The blood–brain barrier (BBB) is a complex structure composed of endothelial cells, astrocytes, and pericytes that tightly regulates the passage of molecules from the bloodstream to the brain tissue, thereby protecting the central nervous system while limiting the penetration of therapeutic compounds. Most drug candidates for neurodegenerative disorders such as Alzheimer’s or Parkinson’s disease fail during development precisely because of their poor permeability across the BBB. In this context, three-dimensional in vitro models based on biomaterials represent a new frontier for faithfully reproducing the physiological and pathological dynamics of the barrier. Such systems enable more accurate predictive testing while drastically reducing the need for animal experimentation. Among the most promising biomaterials, silk fibroin has increasingly drawn attention for its combination of biocompatibility, optical transparency, mechanical stability, and tunable permeability, making it an ideal candidate for constructing biomimetic membranes.
Fibroin as a biomimetic scaffold for the blood–brain barrier
Silk fibroin stands out for its β-sheet crystalline structure, which imparts remarkable mechanical strength and allows fine-tuning of its physicochemical properties through controlled recrystallization processes. Unlike synthetic polymers or naturally derived materials such as collagen and PLLA, fibroin can form highly uniform surfaces with customizable porosity and thickness—two essential parameters for replicating the microvascular environment of the BBB. Recent studies have demonstrated the successful use of fibroin membranes as a substrate for culturing human brain microvascular endothelial cells derived from induced pluripotent stem cells (hiPSC-BMECs).
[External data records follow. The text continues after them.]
/*
 * This modules contains the `TaggerConfig` struct, which gathers every option of a tagging run, and
 * its builder. The config also knows how to open the input and output streams: a path opens a file
 * and no path means the standard stream.
*/
use either::Either as LeftOrRight;
use std::fmt::Display;
use std::fs::File;
use std::io::{self, BufReader, BufWriter, StdinLock, Stdout};
use std::path::{Path, PathBuf};
use thiserror::Error;

/// Sentences with fewer tokens are neither tagged nor scored.
pub const DEFAULT_MIN_SENTENCE_LEN: usize = 3;

#[derive(Debug, Clone, PartialEq, Eq, Error)]
pub enum ConfigError {
    #[error("a model file is required")]
    MissingModel,
    #[error("scores can only be computed on a gold labeled corpus")]
    ScoresWithoutGold,
    #[error("the score rows are only computed with the f-scores")]
    ScoresWithoutFscore,
}

/// Which scores a run computes.
#[derive(Debug, Clone, Copy, PartialEq, Eq, Default)]
pub struct Scoring {
    pub fscore: bool,
    pub accuracy: bool,
}

#[derive(Clone, Debug, Eq, PartialEq)]
/// Every option of a tagging run.
pub struct TaggerConfig {
    /// Path of the JSON model file.
    model: PathBuf,
    /// Corpus to tag. `None` reads the standard input.
    input: Option<PathBuf>,
    /// Where the tagged corpus and the scores are written. `None` writes to the standard output.
    output: Option<PathBuf>,
    /// Is the corpus labeled? Gold labels are required to compute scores.
    gold: bool,
    fscore: bool,
    /// Compute the per word accuracy.
    precision: bool,
    /// Also dump the score rows as JSON lines to this path.
    scores_jsonl: Option<PathBuf>,
    min_sentence_len: usize,
}

impl TaggerConfig {
    pub fn model(&self) -> &Path {
        &self.model
    }

    pub fn gold(&self) -> bool {
        self.gold
    }

    pub fn min_sentence_len(&self) -> usize {
        self.min_sentence_len
    }

    pub fn scores_jsonl(&self) -> Option<&Path> {
        self.scores_jsonl.as_deref()
    }

    /// The scores computed by the run. A gold run without any score flag computes the f-scores.
    pub fn scoring(&self) -> Scoring {
        if !self.gold {
            return Scoring::default();
        }
        Scoring {
            fscore: self.fscore || !self.precision,
            accuracy: self.precision,
        }
    }

    pub fn open_input(&self) -> io::Result<LeftOrRight<BufReader<File>, StdinLock<'static>>> {
        match &self.input {
            Some(path) => Ok(LeftOrRight::Left(BufReader::new(File::open(path)?))),
            None => Ok(LeftOrRight::Right(io::stdin().lock())),
        }
    }

    pub fn open_output(&self) -> io::Result<LeftOrRight<BufWriter<File>, BufWriter<Stdout>>> {
        match &self.output {
            Some(path) => Ok(LeftOrRight::Left(BufWriter::new(File::create(path)?))),
            None => Ok(LeftOrRight::Right(BufWriter::new(io::stdout()))),
        }
    }
}

impl Display for TaggerConfig {
    fn fmt(&self, f: &mut std::fmt::Formatter<'_>) -> std::fmt::Result {
        let stream = |p: &Option<PathBuf>, default: &str| {
            p.as_ref()
                .map(|p| p.display().to_string())
                .unwrap_or_else(|| default.to_string())
        };
        write!(
            f,
            "Model: {}\n Input: {}\n Output: {}\n Gold labeled corpus: {}\n Scores: {:?}\n Minimum sentence length: {}",
            self.model.display(),
            stream(&self.input, "stdin"),
            stream(&self.output, "stdout"),
            self.gold,
            self.scoring(),
            self.min_sentence_len
        )
    }
}

/// This builder can be used to build and customize a `TaggerConfig` structure.
#[derive(Clone, Debug)]
pub struct TaggerConfigBuilder {
    model: Option<PathBuf>,
    input: Option<PathBuf>,
    output: Option<PathBuf>,
    gold: bool,
    fscore: bool,
    precision: bool,
    scores_jsonl: Option<PathBuf>,
    min_sentence_len: usize,
}

impl Default for TaggerConfigBuilder {
    fn default() -> Self {
        Self::new()
    }
}

impl TaggerConfigBuilder {
    pub fn new() -> Self {
        Self {
            model: None,
            input: None,
            output: None,
            gold: false,
            fscore: false,
            precision: false,
            scores_jsonl: None,
            min_sentence_len: DEFAULT_MIN_SENTENCE_LEN,
        }
    }
    pub fn model<P: Into<PathBuf>>(mut self, model: P) -> Self {
        self.model = Some(model.into());
        self
    }
    pub fn input<P: Into<PathBuf>>(mut self, input: Option<P>) -> Self {
        self.input = input.map(Into::into);
        self
    }
    pub fn output<P: Into<PathBuf>>(mut self, output: Option<P>) -> Self {
        self.output = output.map(Into::into);
        self
    }
    pub fn gold(mut self, gold: bool) -> Self {
        self.gold = gold;
        self
    }
    pub fn fscore(mut self, fscore: bool) -> Self {
        self.fscore = fscore;
        self
    }
    pub fn precision(mut self, precision: bool) -> Self {
        self.precision = precision;
        self
    }
    pub fn scores_jsonl<P: Into<PathBuf>>(mut self, scores_jsonl: Option<P>) -> Self {
        self.scores_jsonl = scores_jsonl.map(Into::into);
        self
    }
    pub fn min_sentence_len(mut self, min_sentence_len: usize) -> Self {
        self.min_sentence_len = min_sentence_len;
        self
    }
    pub fn build(self) -> Result<TaggerConfig, ConfigError> {
        let model = self.model.ok_or(ConfigError::MissingModel)?;
        if self.scores_jsonl.is_some() {
            if !self.gold {
                return Err(ConfigError::ScoresWithoutGold);
            }
            if self.precision && !self.fscore {
                return Err(ConfigError::ScoresWithoutFscore);
            }
        }
        Ok(TaggerConfig {
            model,
            input: self.input,
            output: self.output,
            gold: self.gold,
            fscore: self.fscore,
            precision: self.precision,
            scores_jsonl: self.scores_jsonl,
            min_sentence_len: self.min_sentence_len,
        })
    }
}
These models have shown that fibroin supports the maintenance of cell polarity, the expression of tight junction proteins (claudin-5, occludin, ZO-1), and the establishment of transendothelial electrical resistance (TEER) values comparable to those of in vivo animal models. Moreover, the optical transparency of fibroin membranes enables real-time monitoring using confocal microscopy or live imaging, facilitating the dynamic study of molecular transport and cell–material interactions under physiologically relevant conditions.
Advantages of three-dimensional fibroin-based models
Conventional two-dimensional BBB models, typically based on static Transwell systems or polycarbonate inserts, provide reproducible but oversimplified representations that fail to replicate the flow dynamics, shear stress, and tridimensional organization of cerebral microvessels. Fibroin membranes integrated into microfluidic platforms, by contrast, allow the establishment of endothelial–astrocyte co-cultures in separate yet communicating channels that better mimic hemodynamic forces and nutrient gradients. In these models, fibroin acts as a neutral yet dynamic substrate that can be functionalized with adhesion peptides, laminin, or type IV collagen to promote cell interaction and tight junction maturation. Comparative studies have shown that fibroin-based systems exhibit more stable TEER values over time and reduced permeability to high–molecular weight tracers, confirming superior structural integrity and physiological relevance compared to conventional synthetic supports.
Applications in neurological drug screening
The use of fibroin-based BBB models opens new opportunities for preclinical drug screening in neuroscience. The ability to measure compound permeation and cellular response in real time enables early discrimination between molecules capable of crossing the barrier and those that cannot. These systems are especially valuable for testing nanocarriers, liposomes, and other brain-targeted delivery strategies, as they provide a realistic three-dimensional environment for observing nanoparticle behavior. When coupled with microelectrode or biosensor technologies integrated directly onto fibroin membranes, these models can also detect potential variations and bioelectrical signals, extending their predictive capacity beyond structural permeability to functional responses. Furthermore, the compatibility of fibroin with 3D printing technologies allows the fabrication of customized models tailored to the dimensions of cerebral microvessels and the specific pathophysiological conditions under investigation.
Looking ahead
The adoption of fibroin-based BBB scaffolds aligns with the broader transition toward sustainable and animal-free biomedical research. Such models not only reduce the reliance on in vivo testing but also achieve closer physiological relevance to human systems, thereby improving the predictive accuracy of clinical outcomes and lowering the attrition rates in later-stage trials. Future directions include the integration of fibroin-based BBB constructs into multicompartment organ-on-chip systems capable of simulating functional crosstalk between the brain and other organs, such as the liver and gut, to better understand whole-body pharmacokinetics. In parallel, artificial intelligence applied to image analysis and permeability data modeling could correlate fibroin’s structural parameters—crystallinity, crosslinking, pore density—with biological performance, generating a virtuous data-driven optimization cycle. In this light, fibroin membranes are not merely a material innovation but a pivotal step toward a more precise, ethical, and predictive neuropharmacology.